In other words, the Affordable Care Act remains in place, making this decision the third challenge that “Obamacare” has defeated and remained intact.
As stated on Fox News: “The states had argued that the law’s individual mandate was unconstitutional once it no longer carried a penalty because it had been justified as falling under the congressional power of taxation. They also claimed that the rest of the law could not survive without the mandate. “We do not reach these questions of the Act’s validity, however, for Texas and the other plaintiffs in this suit lack the standing necessary to raise them,” Justice Stephen Breyer wrote in the court’s opinion.”
President Joe Biden had urged the Supreme Court to keep “Obamacare” in place.
After today’s ruling by the Supreme Court, Vice President Kamala Harris’ spokeswoman, Sabrina Singh, stated: “The Affordable Care Act remains the law of the land and will continue to provide millions of Americans with healthcare.

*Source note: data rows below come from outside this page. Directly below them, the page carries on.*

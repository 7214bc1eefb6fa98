//! Outbound Firmata frame builders
//!
//! Every builder returns a complete frame ready for the link. 14-bit
//! values are split LSB-first, 7 bits per byte; sysex payload bytes are
//! kept below 0x80.

use super::constants::{
    ANALOG_MAPPING_QUERY, ANALOG_MESSAGE, CAPABILITY_QUERY, DIGITAL_MESSAGE, END_SYSEX,
    REPORT_ANALOG, REPORT_DIGITAL, REPORT_FIRMWARE, SAMPLING_INTERVAL, SERIAL_CONFIG, SERIAL_DATA,
    SERIAL_READ, SERIAL_WRITE, SET_PIN_MODE, START_SYSEX,
};
use super::PinMode;

/// Ask the board for its firmware name and version
#[must_use]
pub fn query_firmware() -> Vec<u8> {
    vec![START_SYSEX, REPORT_FIRMWARE, END_SYSEX]
}

/// Ask the board for the supported modes of every pin
#[must_use]
pub fn query_capabilities() -> Vec<u8> {
    vec![START_SYSEX, CAPABILITY_QUERY, END_SYSEX]
}

/// Ask the board for the analog channel of every pin
#[must_use]
pub fn query_analog_mapping() -> Vec<u8> {
    vec![START_SYSEX, ANALOG_MAPPING_QUERY, END_SYSEX]
}

/// Set the board's sampling interval in milliseconds (14-bit)
#[must_use]
pub fn sampling_interval(millis: u16) -> Vec<u8> {
    let millis = millis.min(0x3FFF);
    vec![
        START_SYSEX,
        SAMPLING_INTERVAL,
        (millis & 0x7F) as u8,
        ((millis >> 7) & 0x7F) as u8,
        END_SYSEX,
    ]
}

/// Set the mode of a single pin
#[must_use]
pub fn set_pin_mode(pin: u8, mode: PinMode) -> Vec<u8> {
    vec![SET_PIN_MODE, pin & 0x7F, mode.as_byte()]
}

/// Write the packed 8-pin state of a digital port
#[must_use]
pub fn digital_message(port: u8, bits: u16) -> Vec<u8> {
    vec![
        DIGITAL_MESSAGE | (port & 0x0F),
        (bits & 0x7F) as u8,
        ((bits >> 7) & 0x7F) as u8,
    ]
}

/// Enable or disable digital reporting for a port
#[must_use]
pub fn report_digital(port: u8, enabled: bool) -> Vec<u8> {
    vec![REPORT_DIGITAL | (port & 0x0F), u8::from(enabled)]
}

/// Write a 14-bit analog (PWM/servo) value to a pin
#[must_use]
pub fn analog_message(pin: u8, value: u16) -> Vec<u8> {
    let value = value.min(0x3FFF);
    vec![
        ANALOG_MESSAGE | (pin & 0x0F),
        (value & 0x7F) as u8,
        ((value >> 7) & 0x7F) as u8,
    ]
}

/// Enable or disable analog reporting for a channel
#[must_use]
pub fn report_analog(channel: u8, enabled: bool) -> Vec<u8> {
    vec![REPORT_ANALOG | (channel & 0x0F), u8::from(enabled)]
}

/// Configure a serial port on the board.
///
/// Software serial ports additionally carry their RX/TX pin assignment.
#[must_use]
pub fn serial_config(port: u8, baud: u32, pins: Option<(u8, u8)>) -> Vec<u8> {
    let mut frame = vec![
        START_SYSEX,
        SERIAL_DATA,
        SERIAL_CONFIG | (port & 0x0F),
        (baud & 0x7F) as u8,
        ((baud >> 7) & 0x7F) as u8,
        ((baud >> 14) & 0x7F) as u8,
    ];
    if let Some((rx, tx)) = pins {
        frame.push(rx & 0x7F);
        frame.push(tx & 0x7F);
    }
    frame.push(END_SYSEX);
    frame
}

/// Start or stop continuous reads from a serial port on the board.
///
/// Replies arrive as SERIAL_REPLY sysex and decode into
/// [`super::FirmataEvent::SerialData`].
#[must_use]
pub fn serial_read(port: u8, enabled: bool) -> Vec<u8> {
    vec![
        START_SYSEX,
        SERIAL_DATA,
        SERIAL_READ | (port & 0x0F),
        u8::from(!enabled),
        END_SYSEX,
    ]
}

/// Write bytes through a serial port on the board.
///
/// Each payload byte is expanded into two 7-bit bytes, LSB first.
#[must_use]
pub fn serial_write(port: u8, data: &[u8]) -> Vec<u8> {
    let mut frame = Vec::with_capacity(4 + data.len() * 2);
    frame.push(START_SYSEX);
    frame.push(SERIAL_DATA);
    frame.push(SERIAL_WRITE | (port & 0x0F));
    for byte in data {
        frame.push(byte & 0x7F);
        frame.push((byte >> 7) & 0x7F);
    }
    frame.push(END_SYSEX);
    frame
}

Today is a good day.”
Here’s a list of states who were against the Affordable Care Act, and also those who supported it:
Former President Barack Obama once said we can keep our doctors, but many later found out that wasn’t always the case with his healthcare plan, the Affordable Care Act.
Not only that, but many of Americans also found out that the “Affordable” part wasn’t really true either, as many people experienced paying higher premiums and much larger deductibles.
Those who chose not to have the insurance were forced to pay a monetary penalty until former President Donald Trump and Congress removed that in January 2019.
The Affordable Healthcare Act shook up the entire insurance market and caused a major rift with employers, as some would no longer offer full time work to employees because the cost of health insurance was too much and they risked losing their business.
Other companies resorted to hiring more part time employees and less full-timers.
The adjustment to the Affordable Care Act had a major impact on a lot of people both financially and at work.
For my personal costs, I went from paying $237 a month with AETNA and having a very low deducible and great coverage, to having a monthly premium of close to $400 and a deductible of $8000.
It also took a while for me to figure out which plan would actually include my doctor, and unfortunately – no plans that were affordable would include my dermatologist. So, my monthly bill went up and I wasn’t able to keep all my doctors.